BRIEF: Every line in the records below with the string "render" is to be copied out.

########################################

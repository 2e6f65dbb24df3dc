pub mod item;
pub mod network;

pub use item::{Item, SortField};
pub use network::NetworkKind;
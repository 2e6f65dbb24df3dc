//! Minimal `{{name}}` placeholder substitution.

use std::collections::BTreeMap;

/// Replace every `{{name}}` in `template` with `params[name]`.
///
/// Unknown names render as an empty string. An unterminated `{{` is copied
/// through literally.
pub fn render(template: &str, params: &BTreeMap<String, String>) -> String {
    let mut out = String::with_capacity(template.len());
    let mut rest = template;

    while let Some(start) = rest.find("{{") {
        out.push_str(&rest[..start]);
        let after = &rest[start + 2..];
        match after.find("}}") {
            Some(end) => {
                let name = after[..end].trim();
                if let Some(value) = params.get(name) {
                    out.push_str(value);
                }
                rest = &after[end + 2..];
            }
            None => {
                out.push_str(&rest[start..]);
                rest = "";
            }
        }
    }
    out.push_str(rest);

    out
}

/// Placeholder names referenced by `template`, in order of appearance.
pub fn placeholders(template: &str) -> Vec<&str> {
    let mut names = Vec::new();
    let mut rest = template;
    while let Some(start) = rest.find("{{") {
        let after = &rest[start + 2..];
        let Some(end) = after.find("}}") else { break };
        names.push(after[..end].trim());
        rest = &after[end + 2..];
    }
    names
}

########################################

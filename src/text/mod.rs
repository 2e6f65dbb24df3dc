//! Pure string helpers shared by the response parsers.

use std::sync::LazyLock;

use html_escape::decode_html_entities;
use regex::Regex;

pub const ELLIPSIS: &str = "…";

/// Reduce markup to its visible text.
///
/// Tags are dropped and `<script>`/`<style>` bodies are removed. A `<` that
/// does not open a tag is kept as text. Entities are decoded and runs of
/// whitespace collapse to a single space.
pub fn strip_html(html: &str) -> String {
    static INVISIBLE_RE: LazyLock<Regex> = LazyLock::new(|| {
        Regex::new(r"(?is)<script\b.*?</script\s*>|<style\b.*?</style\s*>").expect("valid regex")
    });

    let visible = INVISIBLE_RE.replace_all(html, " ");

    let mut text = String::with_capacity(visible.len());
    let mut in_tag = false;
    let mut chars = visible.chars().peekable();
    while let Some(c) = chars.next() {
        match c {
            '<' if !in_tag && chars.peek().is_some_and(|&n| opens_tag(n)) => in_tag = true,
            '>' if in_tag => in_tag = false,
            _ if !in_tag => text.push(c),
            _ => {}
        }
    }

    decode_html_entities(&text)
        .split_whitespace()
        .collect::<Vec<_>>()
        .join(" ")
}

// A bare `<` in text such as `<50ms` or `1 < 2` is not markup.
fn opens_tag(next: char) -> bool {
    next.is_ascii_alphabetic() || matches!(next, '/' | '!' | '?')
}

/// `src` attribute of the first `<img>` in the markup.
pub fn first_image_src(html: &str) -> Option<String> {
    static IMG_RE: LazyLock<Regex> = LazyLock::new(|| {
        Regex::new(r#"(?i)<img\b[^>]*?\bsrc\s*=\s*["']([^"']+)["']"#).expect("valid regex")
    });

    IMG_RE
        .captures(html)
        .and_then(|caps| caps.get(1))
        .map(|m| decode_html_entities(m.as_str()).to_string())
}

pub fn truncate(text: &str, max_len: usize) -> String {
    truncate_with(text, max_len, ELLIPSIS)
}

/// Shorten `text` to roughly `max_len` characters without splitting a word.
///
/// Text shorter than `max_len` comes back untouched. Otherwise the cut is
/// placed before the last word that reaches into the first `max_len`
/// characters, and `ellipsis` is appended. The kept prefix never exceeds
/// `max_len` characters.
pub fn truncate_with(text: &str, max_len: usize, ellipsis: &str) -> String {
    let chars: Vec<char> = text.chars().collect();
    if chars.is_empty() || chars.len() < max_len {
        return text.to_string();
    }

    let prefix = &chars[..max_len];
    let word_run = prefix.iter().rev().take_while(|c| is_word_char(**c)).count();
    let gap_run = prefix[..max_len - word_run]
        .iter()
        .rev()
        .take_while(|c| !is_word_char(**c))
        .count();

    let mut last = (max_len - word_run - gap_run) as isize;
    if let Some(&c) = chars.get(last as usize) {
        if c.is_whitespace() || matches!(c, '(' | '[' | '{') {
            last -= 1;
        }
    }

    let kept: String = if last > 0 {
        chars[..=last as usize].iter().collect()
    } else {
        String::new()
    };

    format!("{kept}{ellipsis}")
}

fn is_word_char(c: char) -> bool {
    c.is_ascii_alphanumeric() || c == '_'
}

########################################

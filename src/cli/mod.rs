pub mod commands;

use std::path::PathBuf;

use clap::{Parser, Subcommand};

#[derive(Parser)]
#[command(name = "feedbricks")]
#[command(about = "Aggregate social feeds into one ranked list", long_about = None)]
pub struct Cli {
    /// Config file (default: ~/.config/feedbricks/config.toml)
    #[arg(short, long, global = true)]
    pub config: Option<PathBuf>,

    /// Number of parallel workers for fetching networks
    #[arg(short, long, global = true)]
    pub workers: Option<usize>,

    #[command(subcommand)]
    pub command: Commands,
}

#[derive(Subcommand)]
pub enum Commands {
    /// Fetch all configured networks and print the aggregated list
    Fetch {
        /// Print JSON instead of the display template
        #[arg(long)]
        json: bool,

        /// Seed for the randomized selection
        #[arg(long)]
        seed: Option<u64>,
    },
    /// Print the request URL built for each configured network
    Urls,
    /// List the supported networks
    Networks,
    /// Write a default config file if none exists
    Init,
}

########################################

RESULT OF THE EXERCISE:
/// Unknown names render as an empty string. An unterminated `{{` is copied
pub fn render(template: &str, params: &BTreeMap<String, String>) -> String {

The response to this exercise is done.